PROVIDED RECORDS
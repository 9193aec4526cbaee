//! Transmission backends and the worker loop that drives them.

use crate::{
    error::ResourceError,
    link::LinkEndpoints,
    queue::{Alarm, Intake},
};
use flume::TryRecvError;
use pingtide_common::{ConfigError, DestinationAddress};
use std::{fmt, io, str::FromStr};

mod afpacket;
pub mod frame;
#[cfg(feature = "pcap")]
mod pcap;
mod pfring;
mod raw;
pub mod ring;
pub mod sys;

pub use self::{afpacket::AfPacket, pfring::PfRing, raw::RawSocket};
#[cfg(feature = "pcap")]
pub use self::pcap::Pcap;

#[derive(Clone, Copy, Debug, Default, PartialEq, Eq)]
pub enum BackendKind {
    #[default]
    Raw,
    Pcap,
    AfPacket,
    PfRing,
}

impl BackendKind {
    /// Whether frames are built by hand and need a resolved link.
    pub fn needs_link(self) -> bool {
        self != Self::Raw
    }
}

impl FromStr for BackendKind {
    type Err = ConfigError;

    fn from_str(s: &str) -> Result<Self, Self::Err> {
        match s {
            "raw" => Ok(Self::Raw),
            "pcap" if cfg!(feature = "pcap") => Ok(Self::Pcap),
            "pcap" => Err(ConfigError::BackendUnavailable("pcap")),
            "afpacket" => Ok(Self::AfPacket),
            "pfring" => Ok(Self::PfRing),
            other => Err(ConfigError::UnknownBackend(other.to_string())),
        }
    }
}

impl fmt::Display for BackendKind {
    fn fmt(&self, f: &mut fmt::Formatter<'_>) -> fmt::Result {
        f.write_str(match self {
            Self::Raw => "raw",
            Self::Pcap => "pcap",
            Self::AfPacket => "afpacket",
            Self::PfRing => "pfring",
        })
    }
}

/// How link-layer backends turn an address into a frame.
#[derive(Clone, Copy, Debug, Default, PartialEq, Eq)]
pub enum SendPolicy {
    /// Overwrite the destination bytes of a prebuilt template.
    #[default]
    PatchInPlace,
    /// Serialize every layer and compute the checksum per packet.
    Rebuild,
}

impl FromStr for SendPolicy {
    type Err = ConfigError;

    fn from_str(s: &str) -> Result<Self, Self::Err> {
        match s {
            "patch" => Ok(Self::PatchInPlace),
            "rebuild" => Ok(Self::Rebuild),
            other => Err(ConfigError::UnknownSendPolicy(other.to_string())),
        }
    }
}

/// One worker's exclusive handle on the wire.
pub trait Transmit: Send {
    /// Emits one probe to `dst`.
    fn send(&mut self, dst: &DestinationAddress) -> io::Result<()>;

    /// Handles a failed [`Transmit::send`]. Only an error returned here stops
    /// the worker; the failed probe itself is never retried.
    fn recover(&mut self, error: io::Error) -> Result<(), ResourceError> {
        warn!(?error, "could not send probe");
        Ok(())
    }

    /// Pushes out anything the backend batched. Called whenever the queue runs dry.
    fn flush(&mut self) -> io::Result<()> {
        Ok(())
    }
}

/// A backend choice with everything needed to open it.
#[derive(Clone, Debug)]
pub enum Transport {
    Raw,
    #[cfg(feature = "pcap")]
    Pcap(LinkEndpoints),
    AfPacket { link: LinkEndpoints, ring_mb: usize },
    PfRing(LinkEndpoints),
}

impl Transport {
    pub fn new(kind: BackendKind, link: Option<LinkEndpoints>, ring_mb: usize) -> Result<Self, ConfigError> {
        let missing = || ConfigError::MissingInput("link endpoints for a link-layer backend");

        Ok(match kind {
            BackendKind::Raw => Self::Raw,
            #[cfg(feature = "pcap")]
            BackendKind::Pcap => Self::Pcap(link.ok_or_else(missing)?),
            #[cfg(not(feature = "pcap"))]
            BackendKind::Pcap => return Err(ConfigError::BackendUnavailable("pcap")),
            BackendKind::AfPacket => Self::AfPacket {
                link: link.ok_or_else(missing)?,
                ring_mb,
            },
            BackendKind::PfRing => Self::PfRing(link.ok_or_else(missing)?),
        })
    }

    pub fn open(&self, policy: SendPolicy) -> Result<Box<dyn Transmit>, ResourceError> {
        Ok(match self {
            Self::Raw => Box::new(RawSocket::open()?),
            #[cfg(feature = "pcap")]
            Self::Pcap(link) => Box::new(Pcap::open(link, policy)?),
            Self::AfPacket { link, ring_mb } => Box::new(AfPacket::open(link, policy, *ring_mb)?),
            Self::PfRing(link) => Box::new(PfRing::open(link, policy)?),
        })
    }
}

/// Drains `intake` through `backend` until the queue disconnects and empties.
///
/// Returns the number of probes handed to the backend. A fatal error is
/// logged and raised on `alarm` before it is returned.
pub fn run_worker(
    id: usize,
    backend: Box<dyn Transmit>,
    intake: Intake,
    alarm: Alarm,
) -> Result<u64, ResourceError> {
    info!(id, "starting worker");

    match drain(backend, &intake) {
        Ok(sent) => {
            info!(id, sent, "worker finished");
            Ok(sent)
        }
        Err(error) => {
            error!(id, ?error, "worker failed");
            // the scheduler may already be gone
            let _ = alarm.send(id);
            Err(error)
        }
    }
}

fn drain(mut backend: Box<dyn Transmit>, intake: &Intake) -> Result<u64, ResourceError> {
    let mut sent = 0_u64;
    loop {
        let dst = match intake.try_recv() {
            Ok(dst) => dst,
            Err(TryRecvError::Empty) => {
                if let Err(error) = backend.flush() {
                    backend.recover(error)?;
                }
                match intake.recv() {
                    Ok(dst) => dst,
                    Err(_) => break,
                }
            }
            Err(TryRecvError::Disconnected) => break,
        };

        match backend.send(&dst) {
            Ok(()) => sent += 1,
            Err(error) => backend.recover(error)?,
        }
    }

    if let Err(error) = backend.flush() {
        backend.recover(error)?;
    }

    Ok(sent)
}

WHAT IS NEEDED
Retype all of the data word for word.

SOLUTION FOR THIS TASK
repository 9193aec4526cbaee
//! Transmission backends and the worker loop that drives them.

use crate::{
    error::ResourceError,
    link::LinkEndpoints,
    queue::{Alarm, Intake},
};
use flume::TryRecvError;
use pingtide_common::{ConfigError, DestinationAddress};
use std::{fmt, io, str::FromStr};

mod afpacket;
pub mod frame;
#[cfg(feature = "pcap")]
mod pcap;
mod pfring;
mod raw;
pub mod ring;
pub mod sys;

pub use self::{afpacket::AfPacket, pfring::PfRing, raw::RawSocket};
#[cfg(feature = "pcap")]
pub use self::pcap::Pcap;

#[derive(Clone, Copy, Debug, Default, PartialEq, Eq)]
pub enum BackendKind {
    #[default]
    Raw,
    Pcap,
    AfPacket,
    PfRing,
}

impl BackendKind {
    /// Whether frames are built by hand and need a resolved link.
    pub fn needs_link(self) -> bool {
        self != Self::Raw
    }
}

impl FromStr for BackendKind {
    type Err = ConfigError;

    fn from_str(s: &str) -> Result<Self, Self::Err> {
        match s {
            "raw" => Ok(Self::Raw),
            "pcap" if cfg!(feature = "pcap") => Ok(Self::Pcap),
            "pcap" => Err(ConfigError::BackendUnavailable("pcap")),
            "afpacket" => Ok(Self::AfPacket),
            "pfring" => Ok(Self::PfRing),
            other => Err(ConfigError::UnknownBackend(other.to_string())),
        }
    }
}

impl fmt::Display for BackendKind {
    fn fmt(&self, f: &mut fmt::Formatter<'_>) -> fmt::Result {
        f.write_str(match self {
            Self::Raw => "raw",
            Self::Pcap => "pcap",
            Self::AfPacket => "afpacket",
            Self::PfRing => "pfring",
        })
    }
}

/// How link-layer backends turn an address into a frame.
#[derive(Clone, Copy, Debug, Default, PartialEq, Eq)]
pub enum SendPolicy {
    /// Overwrite the destination bytes of a prebuilt template.
    #[default]
    PatchInPlace,
    /// Serialize every layer and compute the checksum per packet.
    Rebuild,
}

impl FromStr for SendPolicy {
    type Err = ConfigError;

    fn from_str(s: &str) -> Result<Self, Self::Err> {
        match s {
            "patch" => Ok(Self::PatchInPlace),
            "rebuild" => Ok(Self::Rebuild),
            other => Err(ConfigError::UnknownSendPolicy(other.to_string())),
        }
    }
}

/// One worker's exclusive handle on the wire.
pub trait Transmit: Send {
    /// Emits one probe to `dst`.
    fn send(&mut self, dst: &DestinationAddress) -> io::Result<()>;

    /// Handles a failed [`Transmit::send`]. Only an error returned here stops
    /// the worker; the failed probe itself is never retried.
    fn recover(&mut self, error: io::Error) -> Result<(), ResourceError> {
        warn!(?error, "could not send probe");
        Ok(())
    }

    /// Pushes out anything the backend batched. Called whenever the queue runs dry.
    fn flush(&mut self) -> io::Result<()> {
        Ok(())
    }
}

/// A backend choice with everything needed to open it.
#[derive(Clone, Debug)]
pub enum Transport {
    Raw,
    #[cfg(feature = "pcap")]
    Pcap(LinkEndpoints),
    AfPacket { link: LinkEndpoints, ring_mb: usize },
    PfRing(LinkEndpoints),
}

impl Transport {
    pub fn new(kind: BackendKind, link: Option<LinkEndpoints>, ring_mb: usize) -> Result<Self, ConfigError> {
        let missing = || ConfigError::MissingInput("link endpoints for a link-layer backend");

        Ok(match kind {
            BackendKind::Raw => Self::Raw,
            #[cfg(feature = "pcap")]
            BackendKind::Pcap => Self::Pcap(link.ok_or_else(missing)?),
            #[cfg(not(feature = "pcap"))]
            BackendKind::Pcap => return Err(ConfigError::BackendUnavailable("pcap")),
            BackendKind::AfPacket => Self::AfPacket {
                link: link.ok_or_else(missing)?,
                ring_mb,
            },
            BackendKind::PfRing => Self::PfRing(link.ok_or_else(missing)?),
        })
    }

    pub fn open(&self, policy: SendPolicy) -> Result<Box<dyn Transmit>, ResourceError> {
        Ok(match self {
            Self::Raw => Box::new(RawSocket::open()?),
            #[cfg(feature = "pcap")]
            Self::Pcap(link) => Box::new(Pcap::open(link, policy)?),
            Self::AfPacket { link, ring_mb } => Box::new(AfPacket::open(link, policy, *ring_mb)?),
            Self::PfRing(link) => Box::new(PfRing::open(link, policy)?),
        })
    }
}

/// Drains `intake` through `backend` until the queue disconnects and empties.
///
/// Returns the number of probes handed to the backend. A fatal error is
/// logged and raised on `alarm` before it is returned.
pub fn run_worker(
    id: usize,
    backend: Box<dyn Transmit>,
    intake: Intake,
    alarm: Alarm,
) -> Result<u64, ResourceError> {
    info!(id, "starting worker");

    match drain(backend, &intake) {
        Ok(sent) => {
            info!(id, sent, "worker finished");
            Ok(sent)
        }
        Err(error) => {
            error!(id, ?error, "worker failed");
            // the scheduler may already be gone
            let _ = alarm.send(id);
            Err(error)
        }
    }
}

fn drain(mut backend: Box<dyn Transmit>, intake: &Intake) -> Result<u64, ResourceError> {
    let mut sent = 0_u64;
    loop {
        let dst = match intake.try_recv() {
            Ok(dst) => dst,
            Err(TryRecvError::Empty) => {
                if let Err(error) = backend.flush() {
                    backend.recover(error)?;
                }
                match intake.recv() {
                    Ok(dst) => dst,
                    Err(_) => break,
                }
            }
            Err(TryRecvError::Disconnected) => break,
        };

        match backend.send(&dst) {
            Ok(()) => sent += 1,
            Err(error) => backend.recover(error)?,
        }
    }

    if let Err(error) = backend.flush() {
        backend.recover(error)?;
    }

    Ok(sent)
}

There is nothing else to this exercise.